A good part of the series ROCKFACES was photographed here (II), the rest (I) a few kilometres to the north, on the so-called “Felsenweg” (“Rock Path”), which can be reached via the Kurpark Baden and leads uphill for a few hundred metres, lined by a metal railing. Here you walk along crumbling limestone rocks, which are mostly ignored because of the impressive view over Baden and into the distance. Part III of the series was created in the Karwendel, a mountain range that borders the Wetterstein mountains to the east.

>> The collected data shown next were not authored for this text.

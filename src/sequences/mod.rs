//! Random batch sampling over loaded image pairs.
//!
//! A [`BatchSequence`] turns an [`ImagePairLoader`] into an endless stream
//! of training batches. Two sampling styles exist: [`Slices2dSequence`]
//! draws random axis-aligned planes, [`Patches3dSequence`] draws random
//! fixed-size boxes. [`from_loader`] picks the style from the hyperparameter
//! `intrp_style` value and wires up the loader's queue when one is attached.

mod batch;
mod patches;
mod slices;

pub use batch::Batch;
pub use patches::Patches3dSequence;
pub use slices::Slices2dSequence;

use crate::image::{ImageError, ImagePairLoader, QueueError, ScalerKind};
use std::fmt;
use std::str::FromStr;
use thiserror::Error;

/// Loader threads started for a queued dataset
const LOADER_THREADS: usize = 3;

#[derive(Debug, Error)]
pub enum SequenceError {
    /// `intrp_style` value that names no known sampling style
    #[error("invalid interpolator style '{0}' (expected 'slices_2d' or 'patches_3d')")]
    UnknownStyle(String),

    /// A drawn image does not carry the channel count the sequence was
    /// configured for
    #[error("image '{id}' has {got} channel(s), the sequence expects {expected}")]
    ChannelMismatch {
        id: String,
        expected: usize,
        got: usize,
    },

    /// A drawn image has fewer than three spatial dimensions
    #[error("image '{id}' is {ndim}-dimensional; sequences need 3-D volumes")]
    NotVolumetric { id: String, ndim: usize },

    /// Batch assembly needs labels but the drawn pair has none
    #[error("image '{0}' carries no labels")]
    MissingLabels(String),

    #[error(transparent)]
    Image(#[from] ImageError),

    #[error(transparent)]
    Queue(#[from] QueueError),
}

pub type Result<T> = std::result::Result<T, SequenceError>;

/// Batch sampling style, parsed from the `fit.intrp_style` hyperparameter
#[derive(Debug, Clone, Copy, PartialEq, Eq)]
pub enum SequenceKind {
    /// Random axis-aligned planes, `(N, dim, dim, C)` batches
    Slices2d,
    /// Random boxes, `(N, dim, dim, dim)` batches
    Patches3d,
}

impl FromStr for SequenceKind {
    type Err = SequenceError;

    fn from_str(s: &str) -> Result<Self> {
        match s.to_ascii_lowercase().as_str() {
            // `iso_live` is the historical name for plane sampling
            "slices_2d" | "iso_live" => Ok(SequenceKind::Slices2d),
            "patches_3d" => Ok(SequenceKind::Patches3d),
            _ => Err(SequenceError::UnknownStyle(s.to_string())),
        }
    }
}

impl fmt::Display for SequenceKind {
    fn fmt(&self, f: &mut fmt::Formatter<'_>) -> fmt::Result {
        let name = match self {
            SequenceKind::Slices2d => "slices_2d",
            SequenceKind::Patches3d => "patches_3d",
        };
        write!(f, "{name}")
    }
}

/// Sampling configuration shared by both sequence styles
#[derive(Debug, Clone)]
pub struct SequenceParams {
    /// Samples per batch
    pub batch_size: usize,
    /// Side length of sampled planes or boxes
    pub dim: usize,
    /// Channels every drawn image must carry
    pub n_channels: usize,
    /// Images drawn per epoch; steps per epoch derive from this
    pub images_per_epoch: usize,
    /// Padding value for voxels outside the volume
    pub bg_value: f32,
    /// Scaler fitted on each image when the sequence is built
    pub scaler: ScalerKind,
    /// Seed for the sampling RNG; random when unset
    pub seed: Option<u64>,
}

impl SequenceParams {
    #[must_use]
    pub fn new(batch_size: usize, dim: usize, images_per_epoch: usize) -> Self {
        Self {
            batch_size,
            dim,
            n_channels: 1,
            images_per_epoch,
            bg_value: 0.0,
            scaler: ScalerKind::NoOp,
            seed: None,
        }
    }

    #[must_use]
    pub fn with_n_channels(mut self, n_channels: usize) -> Self {
        self.n_channels = n_channels;
        self
    }

    #[must_use]
    pub fn with_bg_value(mut self, bg_value: f32) -> Self {
        self.bg_value = bg_value;
        self
    }

    #[must_use]
    pub fn with_scaler(mut self, scaler: ScalerKind) -> Self {
        self.scaler = scaler;
        self
    }

    #[must_use]
    pub fn with_seed(mut self, seed: u64) -> Self {
        self.seed = Some(seed);
        self
    }
}

/// An endless source of randomly sampled batches
pub trait BatchSequence {
    /// Assemble the next batch
    fn next_batch(&mut self) -> Result<Batch>;

    fn batch_size(&self) -> usize;

    /// Adjust the batch size, e.g. after an out-of-memory recovery
    fn set_batch_size(&mut self, batch_size: usize);

    /// Images drawn per epoch; the trainer derives its step count from this
    fn images_per_epoch(&self) -> usize;

    /// Stop the underlying load queue, if any. Idempotent.
    fn stop_queue(&self);
}

/// Build a sequence over a loader: fit scalers (directly, or via the queue's
/// entry hook), start and fill the queue when one is attached, and return
/// the sampler for the requested style.
pub fn from_loader(
    loader: &ImagePairLoader,
    kind: SequenceKind,
    params: SequenceParams,
) -> Result<Box<dyn BatchSequence + '_>> {
    loader.prepare(params.scaler)?;
    if let Some(queue) = loader.queue() {
        queue.start(LOADER_THREADS)?;
        queue.await_full()?;
    }
    Ok(match kind {
        SequenceKind::Slices2d => Box::new(Slices2dSequence::new(loader, params)),
        SequenceKind::Patches3d => Box::new(Patches3dSequence::new(loader, params)),
    })
}

impl ImagePairLoader {
    /// Build a batch sequence over this loader. See [`from_loader`].
    pub fn sequence(
        &self,
        kind: SequenceKind,
        params: SequenceParams,
    ) -> Result<Box<dyn BatchSequence + '_>> {
        from_loader(self, kind, params)
    }
}


#[cfg(test)]
mod tests {
    use super::*;

    #[test]
    fn test_sequence_kind_parsing() {
        assert_eq!("slices_2d".parse::<SequenceKind>().unwrap(), SequenceKind::Slices2d);
        assert_eq!("iso_live".parse::<SequenceKind>().unwrap(), SequenceKind::Slices2d);
        assert_eq!("patches_3d".parse::<SequenceKind>().unwrap(), SequenceKind::Patches3d);
        let err = "trilinear".parse::<SequenceKind>().unwrap_err();
        assert!(err.to_string().contains("trilinear"));
    }

    #[test]
    fn test_sequence_kind_display_roundtrip() {
        for kind in [SequenceKind::Slices2d, SequenceKind::Patches3d] {
            assert_eq!(kind.to_string().parse::<SequenceKind>().unwrap(), kind);
        }
    }

    #[test]
    fn test_from_loader_eager_path() {
        let loader = test_support::synthetic_loader(3, &[6, 6, 6]);
        let params = SequenceParams::new(2, 4, 10).with_seed(1);
        let mut seq = from_loader(&loader, SequenceKind::Slices2d, params).unwrap();
        let batch = seq.next_batch().unwrap();
        assert_eq!(batch.images.shape(), &[2, 4, 4, 1]);
        assert_eq!(seq.images_per_epoch(), 10);
        // no queue attached; stopping is a no-op
        seq.stop_queue();
    }

    #[test]
    fn test_loader_sequence_method() {
        let loader = test_support::synthetic_loader(2, &[5, 5, 5]);
        let params = SequenceParams::new(1, 3, 4).with_seed(2);
        let mut seq = loader.sequence(SequenceKind::Patches3d, params).unwrap();
        let batch = seq.next_batch().unwrap();
        assert_eq!(batch.images.shape(), &[1, 3, 3, 3]);
    }
}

Here, the Halltal valley, which belongs to the municipality of Absam, runs in a north-westerly direction.

While Parts I and II of the series show details, convey closeness and almost intimacy through the partly recognisable plant growth, Part III focuses on the monumental. It is a view from a distance - the rock face can now finally be seen as a whole and stands in the picture with unapproachable force.

This series of photographs is dedicated to all appearances of rocks - to the course of their fracture lines, the various inverts and protuberances, the angles and edges, the smoothly polished, the craggy, the partly barren, partly plant-covered surfaces.

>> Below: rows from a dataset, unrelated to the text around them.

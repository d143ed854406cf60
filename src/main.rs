//! Segmentar CLI
//!
//! Command-line entry point for the segmentar library.
//!
//! # Usage
//!
//! ```bash
//! # Split a dataset into 5 cross-validation folds
//! segmentar cv-split --data-dir ./data_folder --cv 5
//!
//! # Start a new project with a template hyperparameter file
//! segmentar init --name my_project --data-dir ./data_folder
//!
//! # Validate a hyperparameter file
//! segmentar validate my_project/train_hparams.yaml
//!
//! # Show hyperparameter file info
//! segmentar info my_project/train_hparams.yaml --format json
//! ```

use clap::Parser;
use segmentar::cli::{run_command, Cli};
use std::process::ExitCode;

fn main() -> ExitCode {
    let cli = Cli::parse();

    match run_command(cli) {
        Ok(()) => ExitCode::SUCCESS,
        Err(e) => {
            eprintln!("Error: {e}");
            ExitCode::FAILURE
        }
    }
}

ROCKFACES is part of a larger project that generally deals with recognising and grasping the structures and forms that surround us. It is important for me to emphasise that these structures can be found everywhere, in the city as well as in nature, that as part of what-is-here-and-now, they do not care about being man-made, natural or anything in between. The rocks in this series may have been hewn by man or blasted off by freezing water, it doesn't matter. They are what they are now.

To refrain from making this distinction - nature vs. man - seems to distinguish my work from conventional nature photography, which sees in its task the omission of everything that is unnatural, focusing exclusively on a world "without man".

As always, my defamiliarization, the reversal of light and shadow, of colour and complementary colour, serves to make clear what I have found. My edits are not meant to distract, but - on the contrary - to emphasise what exists, to make beauty visible.